Development of a Single-cell Label-free Drug Testing Platform using Fluorescence Lifetime Imaging Microscopy (Flim) for Patients with Metastatic Cancer

Abstract

In the United States, of cancers that affect both men and women, colorectal cancer (CRC) is the second leading cause of cancer-related deaths, resulting in over 50,000 deaths each year. Despite major advances in treatment (i.e., surgery, radiation therapy, chemotherapy, biologic/immune therapy) and resultant improved outcomes over time, it has been demonstrated that failure of treatment in patients with metastatic breast cancer portends a poor prognosis.
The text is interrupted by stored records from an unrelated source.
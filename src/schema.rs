//! Schema types for describing the provider, its resources and data sources.
//!
//! Schemas drive configuration validation (see [`crate::validation`]) and
//! planning (see [`crate::plan`]): the flags decide which attributes come from
//! configuration and which are filled in from the Robot API.

use serde::{Deserialize, Serialize};
use std::collections::BTreeMap;

/// The type of an attribute value.
#[derive(Debug, Clone, PartialEq, Eq, Serialize, Deserialize)]
#[serde(rename_all = "snake_case")]
pub enum AttributeType {
    /// A string value.
    String,
    /// A 64-bit integer.
    Int64,
    /// A boolean value.
    Bool,
    /// A list of values of a single type.
    List(Box<AttributeType>),
    /// A set of unique values of a single type.
    Set(Box<AttributeType>),
    /// An object with a fixed set of attributes.
    Object(BTreeMap<String, AttributeType>),
}

impl AttributeType {
    /// Create a list type.
    pub fn list(element_type: AttributeType) -> Self {
        Self::List(Box::new(element_type))
    }

    /// Create a set type.
    pub fn set(element_type: AttributeType) -> Self {
        Self::Set(Box::new(element_type))
    }

    /// Create an object type from `(name, type)` pairs.
    pub fn object<'a>(attributes: impl IntoIterator<Item = (&'a str, AttributeType)>) -> Self {
        Self::Object(
            attributes
                .into_iter()
                .map(|(name, ty)| (name.to_string(), ty))
                .collect(),
        )
    }
}

/// Describes how an attribute can be used.
#[derive(Debug, Clone, Copy, PartialEq, Eq, Serialize, Deserialize, Default)]
pub struct AttributeFlags {
    /// The attribute is required in configuration.
    pub required: bool,
    /// The attribute is optional in configuration.
    pub optional: bool,
    /// The attribute is computed by the provider (read-only).
    pub computed: bool,
    /// The attribute is sensitive and should be hidden in logs/UI.
    pub sensitive: bool,
}

impl AttributeFlags {
    /// Flags for a required attribute.
    pub fn required() -> Self {
        Self {
            required: true,
            ..Default::default()
        }
    }

    /// Flags for an optional attribute.
    pub fn optional() -> Self {
        Self {
            optional: true,
            ..Default::default()
        }
    }

    /// Flags for a computed attribute (read-only, set by provider).
    pub fn computed() -> Self {
        Self {
            computed: true,
            ..Default::default()
        }
    }

    /// Flags for an attribute that may be configured and is otherwise filled in by the provider.
    pub fn optional_computed() -> Self {
        Self {
            optional: true,
            computed: true,
            ..Default::default()
        }
    }

    /// Whether the attribute can be set from configuration.
    pub fn is_configurable(&self) -> bool {
        self.required || self.optional
    }

    /// Whether the attribute is only ever set by the provider.
    pub fn is_computed_only(&self) -> bool {
        self.computed && !self.is_configurable()
    }
}

/// Describes a single attribute in a schema.
#[derive(Debug, Clone, PartialEq, Serialize, Deserialize)]
pub struct Attribute {
    /// The type of the attribute.
    #[serde(rename = "type")]
    pub attr_type: AttributeType,
    /// Flags describing how the attribute can be used.
    #[serde(flatten)]
    pub flags: AttributeFlags,
    /// Human-readable description of the attribute.
    #[serde(skip_serializing_if = "Option::is_none")]
    pub description: Option<String>,
    /// If set, changing this attribute forces resource replacement.
    #[serde(default)]
    pub force_new: bool,
    /// Value planned when the configuration leaves the attribute unset.
    #[serde(skip_serializing_if = "Option::is_none")]
    pub default: Option<serde_json::Value>,
}

impl Attribute {
    /// Create a new attribute with the given type and flags.
    pub fn new(attr_type: AttributeType, flags: AttributeFlags) -> Self {
        Self {
            attr_type,
            flags,
            description: None,
            force_new: false,
            default: None,
        }
    }

    /// Create a required string attribute.
    pub fn required_string() -> Self {
        Self::new(AttributeType::String, AttributeFlags::required())
    }

    /// Create an optional string attribute.
    pub fn optional_string() -> Self {
        Self::new(AttributeType::String, AttributeFlags::optional())
    }

    /// Create an optional string attribute with a provider-side value.
    pub fn optional_computed_string() -> Self {
        Self::new(AttributeType::String, AttributeFlags::optional_computed())
    }

    /// Create a computed string attribute.
    pub fn computed_string() -> Self {
        Self::new(AttributeType::String, AttributeFlags::computed())
    }

    /// Create a required int64 attribute.
    pub fn required_int64() -> Self {
        Self::new(AttributeType::Int64, AttributeFlags::required())
    }

    /// Create a computed int64 attribute.
    pub fn computed_int64() -> Self {
        Self::new(AttributeType::Int64, AttributeFlags::computed())
    }

    /// Create a required bool attribute.
    pub fn required_bool() -> Self {
        Self::new(AttributeType::Bool, AttributeFlags::required())
    }

    /// Create a computed bool attribute.
    pub fn computed_bool() -> Self {
        Self::new(AttributeType::Bool, AttributeFlags::computed())
    }

    /// Create a computed list attribute.
    pub fn computed_list(element_type: AttributeType) -> Self {
        Self::new(AttributeType::list(element_type), AttributeFlags::computed())
    }

    /// Create an optional list attribute.
    pub fn optional_list(element_type: AttributeType) -> Self {
        Self::new(AttributeType::list(element_type), AttributeFlags::optional())
    }

    /// Create an optional set attribute that the provider fills in when unset.
    pub fn optional_computed_set(element_type: AttributeType) -> Self {
        Self::new(
            AttributeType::set(element_type),
            AttributeFlags::optional_computed(),
        )
    }

    /// Set the description for this attribute.
    pub fn with_description(mut self, description: impl Into<String>) -> Self {
        self.description = Some(description.into());
        self
    }

    /// Mark this attribute as forcing resource replacement when changed.
    pub fn with_force_new(mut self) -> Self {
        self.force_new = true;
        self
    }

    /// Set a default value for this attribute.
    pub fn with_default(mut self, default: serde_json::Value) -> Self {
        self.default = Some(default);
        self
    }

    /// Mark this attribute as sensitive.
    pub fn sensitive(mut self) -> Self {
        self.flags.sensitive = true;
        self
    }
}

/// The nesting mode for a block.
#[derive(Debug, Clone, Copy, PartialEq, Eq, Serialize, Deserialize, Default)]
#[serde(rename_all = "snake_case")]
pub enum BlockNestingMode {
    /// A single nested block (at most one).
    #[default]
    Single,
    /// A list of nested blocks (zero or more, ordered).
    List,
    /// A set of nested blocks (zero or more, unordered, unique).
    Set,
}

/// A group of attributes and nested blocks.
#[derive(Debug, Clone, PartialEq, Serialize, Deserialize, Default)]
pub struct Block {
    /// The attributes within this block.
    #[serde(default, skip_serializing_if = "BTreeMap::is_empty")]
    pub attributes: BTreeMap<String, Attribute>,
    /// Nested blocks within this block.
    #[serde(default, skip_serializing_if = "BTreeMap::is_empty")]
    pub blocks: BTreeMap<String, NestedBlock>,
    /// Human-readable description of the block.
    #[serde(skip_serializing_if = "Option::is_none")]
    pub description: Option<String>,
}

impl Block {
    /// Create a new empty block.
    pub fn new() -> Self {
        Self::default()
    }

    /// Add an attribute to this block.
    pub fn with_attribute(mut self, name: impl Into<String>, attr: Attribute) -> Self {
        self.attributes.insert(name.into(), attr);
        self
    }

    /// Add a nested block to this block.
    pub fn with_block(mut self, name: impl Into<String>, block: NestedBlock) -> Self {
        self.blocks.insert(name.into(), block);
        self
    }

    /// Set the description for this block.
    pub fn with_description(mut self, description: impl Into<String>) -> Self {
        self.description = Some(description.into());
        self
    }
}

/// A nested block with its nesting mode and item constraints.
#[derive(Debug, Clone, PartialEq, Serialize, Deserialize)]
pub struct NestedBlock {
    /// The block definition.
    #[serde(flatten)]
    pub block: Block,
    /// How the block is nested.
    #[serde(default)]
    pub nesting_mode: BlockNestingMode,
    /// Minimum number of blocks required.
    #[serde(default)]
    pub min_items: u32,
    /// Maximum number of blocks allowed (0 = unlimited).
    #[serde(default)]
    pub max_items: u32,
    /// If set, changing the block contents forces resource replacement.
    #[serde(default)]
    pub force_new: bool,
}

impl NestedBlock {
    fn with_mode(block: Block, nesting_mode: BlockNestingMode, max_items: u32) -> Self {
        Self {
            block,
            nesting_mode,
            min_items: 0,
            max_items,
            force_new: false,
        }
    }

    /// Create a single nested block (0 or 1 allowed).
    pub fn single(block: Block) -> Self {
        Self::with_mode(block, BlockNestingMode::Single, 1)
    }

    /// Create a list of nested blocks.
    pub fn list(block: Block) -> Self {
        Self::with_mode(block, BlockNestingMode::List, 0)
    }

    /// Create a set of nested blocks.
    pub fn set(block: Block) -> Self {
        Self::with_mode(block, BlockNestingMode::Set, 0)
    }

    /// Set the minimum number of blocks required.
    pub fn with_min_items(mut self, min: u32) -> Self {
        self.min_items = min;
        self
    }

    /// Set the maximum number of blocks allowed.
    pub fn with_max_items(mut self, max: u32) -> Self {
        self.max_items = max;
        self
    }
}

/// Schema for a resource or data source.
#[derive(Debug, Clone, PartialEq, Serialize, Deserialize, Default)]
pub struct Schema {
    /// The version of this schema (for state upgrades).
    #[serde(default)]
    pub version: u64,
    /// The root block containing all attributes and nested blocks.
    #[serde(flatten)]
    pub block: Block,
}

impl Schema {
    /// Create a new schema with the given version.
    pub fn new(version: u64) -> Self {
        Self {
            version,
            block: Block::new(),
        }
    }

    /// Create a schema at version 0.
    pub fn v0() -> Self {
        Self::new(0)
    }

    /// Add an attribute to the schema.
    pub fn with_attribute(mut self, name: impl Into<String>, attr: Attribute) -> Self {
        self.block.attributes.insert(name.into(), attr);
        self
    }

    /// Add a nested block to the schema.
    pub fn with_block(mut self, name: impl Into<String>, block: NestedBlock) -> Self {
        self.block.blocks.insert(name.into(), block);
        self
    }

    /// Set the description of the root block.
    pub fn with_description(mut self, description: impl Into<String>) -> Self {
        self.block.description = Some(description.into());
        self
    }

    /// Look up a top-level attribute.
    pub fn attribute(&self, name: &str) -> Option<&Attribute> {
        self.block.attributes.get(name)
    }
}

/// Schema for the whole provider.
#[derive(Debug, Clone, PartialEq, Serialize, Deserialize, Default)]
pub struct ProviderSchema {
    /// Schema for provider configuration.
    #[serde(default)]
    pub provider: Schema,
    /// Schemas for each resource type.
    #[serde(default)]
    pub resources: BTreeMap<String, Schema>,
    /// Schemas for each data source type.
    #[serde(default)]
    pub data_sources: BTreeMap<String, Schema>,
}

impl ProviderSchema {
    /// Create a new empty provider schema.
    pub fn new() -> Self {
        Self::default()
    }

    /// Set the provider configuration schema.
    pub fn with_provider_config(mut self, schema: Schema) -> Self {
        self.provider = schema;
        self
    }

    /// Add a resource schema.
    pub fn with_resource(mut self, name: impl Into<String>, schema: Schema) -> Self {
        self.resources.insert(name.into(), schema);
        self
    }

    /// Add a data source schema.
    pub fn with_data_source(mut self, name: impl Into<String>, schema: Schema) -> Self {
        self.data_sources.insert(name.into(), schema);
        self
    }
}

/// Diagnostic severity level.
#[derive(Debug, Clone, Copy, PartialEq, Eq, Serialize, Deserialize)]
#[serde(rename_all = "lowercase")]
pub enum DiagnosticSeverity {
    /// An error that prevents the operation from completing.
    Error,
    /// A warning that doesn't prevent the operation but should be addressed.
    Warning,
}

/// A diagnostic message from the provider.
#[derive(Debug, Clone, PartialEq, Eq, Serialize, Deserialize)]
pub struct Diagnostic {
    /// The severity of the diagnostic.
    pub severity: DiagnosticSeverity,
    /// A short summary of the issue.
    pub summary: String,
    /// A detailed description of the issue.
    #[serde(skip_serializing_if = "Option::is_none")]
    pub detail: Option<String>,
    /// The attribute path where the issue occurred.
    #[serde(skip_serializing_if = "Option::is_none")]
    pub attribute: Option<String>,
}

impl Diagnostic {
    fn new(severity: DiagnosticSeverity, summary: impl Into<String>) -> Self {
        Self {
            severity,
            summary: summary.into(),
            detail: None,
            attribute: None,
        }
    }

    /// Create an error diagnostic.
    pub fn error(summary: impl Into<String>) -> Self {
        Self::new(DiagnosticSeverity::Error, summary)
    }

    /// Create a warning diagnostic.
    pub fn warning(summary: impl Into<String>) -> Self {
        Self::new(DiagnosticSeverity::Warning, summary)
    }

    /// Add detail to this diagnostic.
    pub fn with_detail(mut self, detail: impl Into<String>) -> Self {
        self.detail = Some(detail.into());
        self
    }

    /// Set the attribute path for this diagnostic.
    pub fn with_attribute(mut self, attribute: impl Into<String>) -> Self {
        self.attribute = Some(attribute.into());
        self
    }

    /// Whether this diagnostic blocks the operation.
    pub fn is_error(&self) -> bool {
        self.severity == DiagnosticSeverity::Error
    }
}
As the number of potential FDA-approved cancer drugs increases, the likelihood of identifying effective combination strategies tailored to an individual patient's tumor increases. Therefore, to provide significant advances in cancer treatment and enable the most effective chemotherapy, development of more quantitative and objective means for assessing drug sensitivity of an individual patient's tumor that is safer, faster, sensitive and capable for single- or multi-drug testing is urgently needed for advancing personalized therapies. To develop such an approach, fluorescence spectroscopic technologies may serve as a non- invasive means of revealing cell health. We applied phasor-fluorescence lifetime imaging microscopy (phasor- FLIM) to measure drug response using human colorectal cancer cell line HCT116 and patient samples. FLIM can be served as a promising new approach for reading the metabolic states of cancer cells treated with anti-cancer therapeutics and identified specific alterations of metabolic states that are early indicators of irreversible cell demise and that such metabolic changes can be detected using a label-free imaging assay for single-cell drug testing of rare and/or heterogeneous cancer cells. Based on these findings, we apply the label-free imaging platform to measure drug response using patient samples.